Les stratagèmes en ingénierie sociale
Les entreprises sont des cibles de choix, en raison des revenus élevés que les malfaiteurs peuvent tirer d’une cyberattaque contre elles, et les employés sont naturellement une porte d’entrée pour s’infiltrer dans le système de la société. On recense plusieurs techniques :
- L’arnaque au président : un classique. Le malfaiteur se fait passer pour le PDG de l’entreprise et demande un virement ou les identifiants bancaires pour une transaction financière urgente. En janvier 2022, des hackers sont parvenus à dérober 33 millions d’euros à une société de promoteurs immobiliers avec cette technique.
- Le service technique : un problème avec votre mail, une mise à jour sur votre poste, le service informatique vous contacte et vous explique qu’il doit lancer une petite opération. Cette méthode est l’une des plus répandues aujourd’hui, notamment pour contourner la double authentification. Le pirate va envoyer une requête de connexion et va demander à la victime de taper son code. Des campagnes de ce genre ont déjà été menées contre des centaines d’employés, et forcément certains finissent par tomber le panneau.

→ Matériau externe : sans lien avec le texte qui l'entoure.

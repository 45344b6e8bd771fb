use std::time::Instant;

use tracing::{error, info, info_span};

use super::Middleware;
use crate::context::Context;
use crate::dispatcher::{DispatchError, Next};

/// Middleware that wraps the downstream chain in a `tracing` span.
///
/// Opens a `request` span carrying the request id, method and path, runs the
/// continuation inside it, and logs the final status and latency on the way
/// out. Because the span guard lives across `next.run`, every event emitted
/// by downstream middleware is attached to the request span.
pub struct TracingMiddleware;

impl Middleware for TracingMiddleware {
    fn handle(&self, ctx: &mut Context, next: Next<'_>) -> Result<(), DispatchError> {
        let span = info_span!(
            "request",
            request_id = %ctx.request_id,
            method = %ctx.method,
            path = %ctx.path,
        );
        let _guard = span.enter();

        let start = Instant::now();
        let result = next.run(ctx);
        let latency_ms = start.elapsed().as_millis() as u64;

        match &result {
            Ok(()) => info!(
                status = ctx.status.unwrap_or(0),
                latency_ms = latency_ms,
                "request complete"
            ),
            Err(err) => error!(
                error = %err,
                latency_ms = latency_ms,
                "request failed"
            ),
        }
        result
    }
}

- Le collègue, le service RH, la compta : les pirates peuvent usurper une adresse mail ou celle d’un sous-traitant pour faire télécharger un PDF à la victime. Dans ce cas-là, la cible recevra un mail avec un prétendu rapport ou encore une notification de prime par exemple.
- L’offre d’embauche : cette méthode a ciblé de nombreux membres du renseignement ou issus des secteurs sensibles (défense, cyber, énergie). On sait que des hackers russes et nord-coréens, liés à leur gouvernement respectif, ont créé de faux comptes de recruteurs sur LinkedIn pour contacter ensuite des cibles précises. Le but est de leur faire télécharger une fausse offre d’embauche pour les espionner par la suite. Parfois, il s’agit seulement de récupérer des informations.
- Le vishing : un coup de fil de la banque ou d’un partenaire, vous demande de taper votre code de double authentification. Le numéro qui s’affiche est bien celui du conseiller et naturellement, vous exécutez. L’usurpation de numéro de téléphone est de plus en plus répandue et peut viser n’importe qui au quotidien.
Travailler son rôle
« L’ingénierie sociale est utilisée dans de nombreux secteurs en dehors du piratage. Dans des industries sensibles, par exemple, on va demander à des candidats de déposer un mot sur le siège du PDG et ils devront contourner toutes les mesures de sécurité de l’entreprise pour y arriver » nous raconte Baptiste Robert, hacker éthique.
« Il en va de même pour les pirates : lorsqu’ils veulent infiltrer une entreprise, ils travaillent le langage et le code appliqué dans le milieu pour ne pas éveiller de soupçons lorsqu’ils discutent avec leur cible » ajoute-t-il. Ainsi, des malfrats travaillant pour le compte de régimes autoritaires ont déjà été repérés après s’être fait passer pour des journalistes ou des chercheurs pendant plusieurs mois.
Un pirate russe a par ailleurs souligné que le manque de femmes dans « le métier » posait problème : « On cherche des voix féminines sur les forums pour usurper les centre d’appels. Ce sont généralement des femmes qui répondent lors des réclamations ». Dans tous les métiers de la tech, on souffre de l’absence de femmes. Y compris dans les branches les plus malveillantes.